**Task goal:**
The lines from the start of the data up to and including the one with "use crate::is_observability_enabled;" should be returned exactly, and nothing else.

§ §

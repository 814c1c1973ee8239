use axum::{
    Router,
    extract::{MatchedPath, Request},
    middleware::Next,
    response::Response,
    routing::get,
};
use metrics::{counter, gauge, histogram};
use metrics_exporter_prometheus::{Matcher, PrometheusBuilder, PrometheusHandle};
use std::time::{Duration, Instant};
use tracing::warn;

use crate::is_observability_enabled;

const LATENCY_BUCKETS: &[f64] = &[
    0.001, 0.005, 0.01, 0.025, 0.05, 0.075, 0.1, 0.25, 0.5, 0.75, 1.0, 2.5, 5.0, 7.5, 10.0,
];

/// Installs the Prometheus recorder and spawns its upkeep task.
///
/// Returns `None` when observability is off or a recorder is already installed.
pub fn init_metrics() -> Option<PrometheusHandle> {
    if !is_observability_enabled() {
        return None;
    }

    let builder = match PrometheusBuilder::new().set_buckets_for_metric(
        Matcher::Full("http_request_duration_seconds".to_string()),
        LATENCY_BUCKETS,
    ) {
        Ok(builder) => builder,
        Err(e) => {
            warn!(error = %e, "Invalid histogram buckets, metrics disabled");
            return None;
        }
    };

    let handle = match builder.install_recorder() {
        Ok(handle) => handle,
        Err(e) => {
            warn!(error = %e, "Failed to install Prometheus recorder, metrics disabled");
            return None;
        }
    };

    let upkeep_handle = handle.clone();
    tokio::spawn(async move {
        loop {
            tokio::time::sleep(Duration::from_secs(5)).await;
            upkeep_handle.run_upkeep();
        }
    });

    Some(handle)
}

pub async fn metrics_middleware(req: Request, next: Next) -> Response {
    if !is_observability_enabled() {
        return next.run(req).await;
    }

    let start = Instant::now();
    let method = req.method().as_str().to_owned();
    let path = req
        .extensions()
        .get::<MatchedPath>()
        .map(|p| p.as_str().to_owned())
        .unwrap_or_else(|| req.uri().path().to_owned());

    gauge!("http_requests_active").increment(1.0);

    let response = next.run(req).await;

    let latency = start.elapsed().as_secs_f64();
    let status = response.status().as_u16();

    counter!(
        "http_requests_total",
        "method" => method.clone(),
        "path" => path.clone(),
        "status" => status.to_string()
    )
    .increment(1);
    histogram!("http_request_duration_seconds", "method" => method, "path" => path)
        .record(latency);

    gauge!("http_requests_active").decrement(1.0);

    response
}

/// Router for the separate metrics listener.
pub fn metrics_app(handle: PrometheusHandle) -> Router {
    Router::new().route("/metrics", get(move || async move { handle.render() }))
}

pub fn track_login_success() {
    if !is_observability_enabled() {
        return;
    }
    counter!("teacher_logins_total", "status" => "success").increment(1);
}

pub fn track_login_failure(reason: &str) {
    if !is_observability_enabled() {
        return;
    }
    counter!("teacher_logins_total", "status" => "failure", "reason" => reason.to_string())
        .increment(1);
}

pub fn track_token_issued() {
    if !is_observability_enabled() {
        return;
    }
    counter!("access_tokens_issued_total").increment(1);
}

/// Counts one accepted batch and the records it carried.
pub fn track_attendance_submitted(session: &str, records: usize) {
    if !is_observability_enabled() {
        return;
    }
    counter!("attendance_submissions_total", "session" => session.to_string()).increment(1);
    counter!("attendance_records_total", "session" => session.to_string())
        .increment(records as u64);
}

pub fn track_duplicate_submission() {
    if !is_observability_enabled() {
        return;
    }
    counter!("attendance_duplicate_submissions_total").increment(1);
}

§ §

**Response:**
repository 814c1c1973ee8239
use axum::{
    Router,
    extract::{MatchedPath, Request},
    middleware::Next,
    response::Response,
    routing::get,
};
use metrics::{counter, gauge, histogram};
use metrics_exporter_prometheus::{Matcher, PrometheusBuilder, PrometheusHandle};
use std::time::{Duration, Instant};
use tracing::warn;

use crate::is_observability_enabled;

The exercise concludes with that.